» YOUR ASSIGNMENT:
Could you output all of the records below exactly as they appear?

» TASK MATERIAL:
╔══

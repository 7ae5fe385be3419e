//! Configuration for the text-replacement engine.
//!
//! Every threshold is an empirically tuned default, not a correctness
//! constraint; each can be overridden with the `with_*` builders.

use crate::rendering::RenderOptions;
use std::time::Duration;

/// Engine configuration.
#[derive(Debug, Clone)]
pub struct EngineConfig {
    /// Region classification thresholds.
    pub classifier: ClassifierConfig,

    /// Background erasure parameters.
    pub background: BackgroundConfig,

    /// Adaptation batching limits.
    pub batch: BatchConfig,

    /// Placement cascade parameters.
    pub placement: PlacementConfig,

    /// Page rasterization options.
    pub render: RenderOptions,

    /// Maximum number of cached adaptations.
    pub cache_capacity: usize,

    /// Fraction of the cache evicted at once when it is full.
    pub cache_eviction_fraction: f32,

    /// Process pages on the rayon pool.
    pub parallel_pages: bool,
}

impl Default for EngineConfig {
    fn default() -> Self {
        Self::new()
    }
}

impl EngineConfig {
    /// Create new configuration with defaults.
    pub fn new() -> Self {
        Self {
            classifier: ClassifierConfig::default(),
            background: BackgroundConfig::default(),
            batch: BatchConfig::default(),
            placement: PlacementConfig::default(),
            render: RenderOptions::default(),
            cache_capacity: 2000,
            cache_eviction_fraction: 0.1,
            parallel_pages: true,
        }
    }

    /// Set classifier thresholds.
    pub fn with_classifier(mut self, classifier: ClassifierConfig) -> Self {
        self.classifier = classifier;
        self
    }

    /// Set background erasure parameters.
    pub fn with_background(mut self, background: BackgroundConfig) -> Self {
        self.background = background;
        self
    }

    /// Set batching limits.
    pub fn with_batch(mut self, batch: BatchConfig) -> Self {
        self.batch = batch;
        self
    }

    /// Set placement parameters.
    pub fn with_placement(mut self, placement: PlacementConfig) -> Self {
        self.placement = placement;
        self
    }

    /// Set rasterization options.
    pub fn with_render(mut self, render: RenderOptions) -> Self {
        self.render = render;
        self
    }

    /// Set cache capacity.
    pub fn with_cache_capacity(mut self, capacity: usize) -> Self {
        self.cache_capacity = capacity;
        self
    }

    /// Enable or disable page-level parallelism.
    pub fn with_parallel_pages(mut self, enable: bool) -> Self {
        self.parallel_pages = enable;
        self
    }
}

/// Region classifier thresholds.
#[derive(Debug, Clone)]
pub struct ClassifierConfig {
    /// Fraction of a block's area that must lie in one region.
    pub overlap_threshold: f32,

    /// Minimum width and height of a vector fill treated as a region.
    pub min_region_side: f32,

    /// Fills covering at least this fraction of the page are backgrounds.
    pub max_page_coverage: f32,
}

impl Default for ClassifierConfig {
    fn default() -> Self {
        Self {
            overlap_threshold: 0.5,
            min_region_side: 50.0,
            max_page_coverage: 0.9,
        }
    }
}

impl ClassifierConfig {
    /// Set the overlap threshold.
    pub fn with_overlap_threshold(mut self, threshold: f32) -> Self {
        self.overlap_threshold = threshold;
        self
    }
}

/// Background synthesis parameters (page points).
#[derive(Debug, Clone)]
pub struct BackgroundConfig {
    /// Distance of corner probes outside the block.
    pub probe_offset: f32,

    /// Half-size of each probe patch.
    pub probe_radius: f32,

    /// Sampling step inside a probe patch.
    pub probe_step: f32,

    /// Growth of the erased box on every side.
    pub erase_padding: f32,

    /// Fill used when no probe lands on the page.
    pub fallback_color: [u8; 3],
}

impl Default for BackgroundConfig {
    fn default() -> Self {
        Self {
            probe_offset: 5.0,
            probe_radius: 2.0,
            probe_step: 1.0,
            erase_padding: 1.5,
            fallback_color: [242, 242, 242],
        }
    }
}

/// Adaptation batching limits.
#[derive(Debug, Clone)]
pub struct BatchConfig {
    /// Maximum texts per batch.
    pub max_items: usize,

    /// Maximum estimated units per batch (characters / 4).
    pub max_units: usize,

    /// Texts with fewer non-whitespace characters are never sent.
    pub min_chars: usize,

    /// Batches in flight at once.
    pub max_concurrent_batches: usize,

    /// Pause between waves of batches.
    pub batch_delay: Duration,
}

impl Default for BatchConfig {
    fn default() -> Self {
        Self {
            max_items: 5,
            max_units: 4000,
            min_chars: 2,
            max_concurrent_batches: 3,
            batch_delay: Duration::from_millis(100),
        }
    }
}

impl BatchConfig {
    /// Set the item cap.
    pub fn with_max_items(mut self, max_items: usize) -> Self {
        self.max_items = max_items.max(1);
        self
    }

    /// Set the unit budget.
    pub fn with_max_units(mut self, max_units: usize) -> Self {
        self.max_units = max_units;
        self
    }

    /// Set the number of concurrent batches.
    pub fn with_max_concurrent_batches(mut self, n: usize) -> Self {
        self.max_concurrent_batches = n.max(1);
        self
    }

    /// Set the delay between waves.
    pub fn with_batch_delay(mut self, delay: Duration) -> Self {
        self.batch_delay = delay;
        self
    }
}

/// Placement cascade parameters.
#[derive(Debug, Clone)]
pub struct PlacementConfig {
    /// Boxes narrower or shorter than this are expanded.
    pub small_box_threshold: f32,

    /// Minimum width of an expanded small box.
    pub small_box_min_width: f32,

    /// Minimum height of an expanded small box.
    pub small_box_min_height: f32,

    /// Extra width for the exact-geometry retry.
    pub retry_extra_width: f32,

    /// Extra height for the exact-geometry retry.
    pub retry_extra_height: f32,

    /// Font scale for the exact-geometry retry.
    pub retry_scale: f32,

    /// Extra width of the auto-fit box.
    pub autofit_extra_width: f32,

    /// Extra height of the auto-fit box.
    pub autofit_extra_height: f32,

    /// Font sizes tried by the auto-fit strategy.
    pub autofit_sizes: Vec<f32>,

    /// Font scale for manual wrap.
    pub wrap_scale: f32,

    /// Average character width for manual wrap, as a fraction of the size.
    pub wrap_char_width: f32,

    /// Draw a `[Adapted: PROFILE]` badge in the page corner.
    pub badge: bool,
}

impl Default for PlacementConfig {
    fn default() -> Self {
        Self {
            small_box_threshold: 10.0,
            small_box_min_width: 200.0,
            small_box_min_height: 20.0,
            retry_extra_width: 200.0,
            retry_extra_height: 50.0,
            retry_scale: 0.8,
            autofit_extra_width: 150.0,
            autofit_extra_height: 30.0,
            autofit_sizes: vec![11.0, 9.0, 8.0],
            wrap_scale: 0.9,
            wrap_char_width: 0.5,
            badge: false,
        }
    }
}

impl PlacementConfig {
    /// Enable the profile badge.
    pub fn with_badge(mut self, enable: bool) -> Self {
        self.badge = enable;
        self
    }

    /// Set the auto-fit font sizes.
    pub fn with_autofit_sizes(mut self, sizes: Vec<f32>) -> Self {
        self.autofit_sizes = sizes;
        self
    }
}

#[cfg(test)]
mod tests {
    use super::*;

    #[test]
    fn test_documented_defaults() {
        let config = EngineConfig::default();
        assert_eq!(config.batch.max_items, 5);
        assert_eq!(config.batch.max_units, 4000);
        assert_eq!(config.cache_capacity, 2000);
        assert_eq!(config.placement.autofit_sizes, vec![11.0, 9.0, 8.0]);
        assert_eq!(config.placement.retry_scale, 0.8);
        assert_eq!(config.placement.wrap_scale, 0.9);
        assert_eq!(config.background.fallback_color, [242, 242, 242]);
    }

    #[test]
    fn test_builders() {
        let config = EngineConfig::new()
            .with_cache_capacity(10)
            .with_parallel_pages(false)
            .with_batch(BatchConfig::default().with_max_items(0).with_batch_delay(Duration::ZERO));
        assert_eq!(config.cache_capacity, 10);
        assert!(!config.parallel_pages);
        assert_eq!(config.batch.max_items, 1);
        assert_eq!(config.batch.batch_delay, Duration::ZERO);
    }
}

╚══

» TASK SOLUTION:
repository 7ae5fe385be3419e
//! Configuration for the text-replacement engine.
//!
//! Every threshold is an empirically tuned default, not a correctness
//! constraint; each can be overridden with the `with_*` builders.

use crate::rendering::RenderOptions;
use std::time::Duration;

/// Engine configuration.
#[derive(Debug, Clone)]
pub struct EngineConfig {
    /// Region classification thresholds.
    pub classifier: ClassifierConfig,

    /// Background erasure parameters.
    pub background: BackgroundConfig,

    /// Adaptation batching limits.
    pub batch: BatchConfig,

    /// Placement cascade parameters.
    pub placement: PlacementConfig,

    /// Page rasterization options.
    pub render: RenderOptions,

    /// Maximum number of cached adaptations.
    pub cache_capacity: usize,

    /// Fraction of the cache evicted at once when it is full.
    pub cache_eviction_fraction: f32,

    /// Process pages on the rayon pool.
    pub parallel_pages: bool,
}

impl Default for EngineConfig {
    fn default() -> Self {
        Self::new()
    }
}

impl EngineConfig {
    /// Create new configuration with defaults.
    pub fn new() -> Self {
        Self {
            classifier: ClassifierConfig::default(),
            background: BackgroundConfig::default(),
            batch: BatchConfig::default(),
            placement: PlacementConfig::default(),
            render: RenderOptions::default(),
            cache_capacity: 2000,
            cache_eviction_fraction: 0.1,
            parallel_pages: true,
        }
    }

    /// Set classifier thresholds.
    pub fn with_classifier(mut self, classifier: ClassifierConfig) -> Self {
        self.classifier = classifier;
        self
    }

    /// Set background erasure parameters.
    pub fn with_background(mut self, background: BackgroundConfig) -> Self {
        self.background = background;
        self
    }

    /// Set batching limits.
    pub fn with_batch(mut self, batch: BatchConfig) -> Self {
        self.batch = batch;
        self
    }

    /// Set placement parameters.
    pub fn with_placement(mut self, placement: PlacementConfig) -> Self {
        self.placement = placement;
        self
    }

    /// Set rasterization options.
    pub fn with_render(mut self, render: RenderOptions) -> Self {
        self.render = render;
        self
    }

    /// Set cache capacity.
    pub fn with_cache_capacity(mut self, capacity: usize) -> Self {
        self.cache_capacity = capacity;
        self
    }

    /// Enable or disable page-level parallelism.
    pub fn with_parallel_pages(mut self, enable: bool) -> Self {
        self.parallel_pages = enable;
        self
    }
}

/// Region classifier thresholds.
#[derive(Debug, Clone)]
pub struct ClassifierConfig {
    /// Fraction of a block's area that must lie in one region.
    pub overlap_threshold: f32,

    /// Minimum width and height of a vector fill treated as a region.
    pub min_region_side: f32,

    /// Fills covering at least this fraction of the page are backgrounds.
    pub max_page_coverage: f32,
}

impl Default for ClassifierConfig {
    fn default() -> Self {
        Self {
            overlap_threshold: 0.5,
            min_region_side: 50.0,
            max_page_coverage: 0.9,
        }
    }
}

impl ClassifierConfig {
    /// Set the overlap threshold.
    pub fn with_overlap_threshold(mut self, threshold: f32) -> Self {
        self.overlap_threshold = threshold;
        self
    }
}

/// Background synthesis parameters (page points).
#[derive(Debug, Clone)]
pub struct BackgroundConfig {
    /// Distance of corner probes outside the block.
    pub probe_offset: f32,

    /// Half-size of each probe patch.
    pub probe_radius: f32,

    /// Sampling step inside a probe patch.
    pub probe_step: f32,

    /// Growth of the erased box on every side.
    pub erase_padding: f32,

    /// Fill used when no probe lands on the page.
    pub fallback_color: [u8; 3],
}

impl Default for BackgroundConfig {
    fn default() -> Self {
        Self {
            probe_offset: 5.0,
            probe_radius: 2.0,
            probe_step: 1.0,
            erase_padding: 1.5,
            fallback_color: [242, 242, 242],
        }
    }
}

/// Adaptation batching limits.
#[derive(Debug, Clone)]
pub struct BatchConfig {
    /// Maximum texts per batch.
    pub max_items: usize,

    /// Maximum estimated units per batch (characters / 4).
    pub max_units: usize,

    /// Texts with fewer non-whitespace characters are never sent.
    pub min_chars: usize,

    /// Batches in flight at once.
    pub max_concurrent_batches: usize,

    /// Pause between waves of batches.
    pub batch_delay: Duration,
}

impl Default for BatchConfig {
    fn default() -> Self {
        Self {
            max_items: 5,
            max_units: 4000,
            min_chars: 2,
            max_concurrent_batches: 3,
            batch_delay: Duration::from_millis(100),
        }
    }
}

impl BatchConfig {
    /// Set the item cap.
    pub fn with_max_items(mut self, max_items: usize) -> Self {
        self.max_items = max_items.max(1);
        self
    }

    /// Set the unit budget.
    pub fn with_max_units(mut self, max_units: usize) -> Self {
        self.max_units = max_units;
        self
    }

    /// Set the number of concurrent batches.
    pub fn with_max_concurrent_batches(mut self, n: usize) -> Self {
        self.max_concurrent_batches = n.max(1);
        self
    }

    /// Set the delay between waves.
    pub fn with_batch_delay(mut self, delay: Duration) -> Self {
        self.batch_delay = delay;
        self
    }
}

/// Placement cascade parameters.
#[derive(Debug, Clone)]
pub struct PlacementConfig {
    /// Boxes narrower or shorter than this are expanded.
    pub small_box_threshold: f32,

    /// Minimum width of an expanded small box.
    pub small_box_min_width: f32,

    /// Minimum height of an expanded small box.
    pub small_box_min_height: f32,

    /// Extra width for the exact-geometry retry.
    pub retry_extra_width: f32,

    /// Extra height for the exact-geometry retry.
    pub retry_extra_height: f32,

    /// Font scale for the exact-geometry retry.
    pub retry_scale: f32,

    /// Extra width of the auto-fit box.
    pub autofit_extra_width: f32,

    /// Extra height of the auto-fit box.
    pub autofit_extra_height: f32,

    /// Font sizes tried by the auto-fit strategy.
    pub autofit_sizes: Vec<f32>,

    /// Font scale for manual wrap.
    pub wrap_scale: f32,

    /// Average character width for manual wrap, as a fraction of the size.
    pub wrap_char_width: f32,

    /// Draw a `[Adapted: PROFILE]` badge in the page corner.
    pub badge: bool,
}

impl Default for PlacementConfig {
    fn default() -> Self {
        Self {
            small_box_threshold: 10.0,
            small_box_min_width: 200.0,
            small_box_min_height: 20.0,
            retry_extra_width: 200.0,
            retry_extra_height: 50.0,
            retry_scale: 0.8,
            autofit_extra_width: 150.0,
            autofit_extra_height: 30.0,
            autofit_sizes: vec![11.0, 9.0, 8.0],
            wrap_scale: 0.9,
            wrap_char_width: 0.5,
            badge: false,
        }
    }
}

impl PlacementConfig {
    /// Enable the profile badge.
    pub fn with_badge(mut self, enable: bool) -> Self {
        self.badge = enable;
        self
    }

    /// Set the auto-fit font sizes.
    pub fn with_autofit_sizes(mut self, sizes: Vec<f32>) -> Self {
        self.autofit_sizes = sizes;
        self
    }
}

#[cfg(test)]
mod tests {
    use super::*;

    #[test]
    fn test_documented_defaults() {
        let config = EngineConfig::default();
        assert_eq!(config.batch.max_items, 5);
        assert_eq!(config.batch.max_units, 4000);
        assert_eq!(config.cache_capacity, 2000);
        assert_eq!(config.placement.autofit_sizes, vec![11.0, 9.0, 8.0]);
        assert_eq!(config.placement.retry_scale, 0.8);
        assert_eq!(config.placement.wrap_scale, 0.9);
        assert_eq!(config.background.fallback_color, [242, 242, 242]);
    }

    #[test]
    fn test_builders() {
        let config = EngineConfig::new()
            .with_cache_capacity(10)
            .with_parallel_pages(false)
            .with_batch(BatchConfig::default().with_max_items(0).with_batch_delay(Duration::ZERO));
        assert_eq!(config.cache_capacity, 10);
        assert!(!config.parallel_pages);
        assert_eq!(config.batch.max_items, 1);
        assert_eq!(config.batch.batch_delay, Duration::ZERO);
    }
}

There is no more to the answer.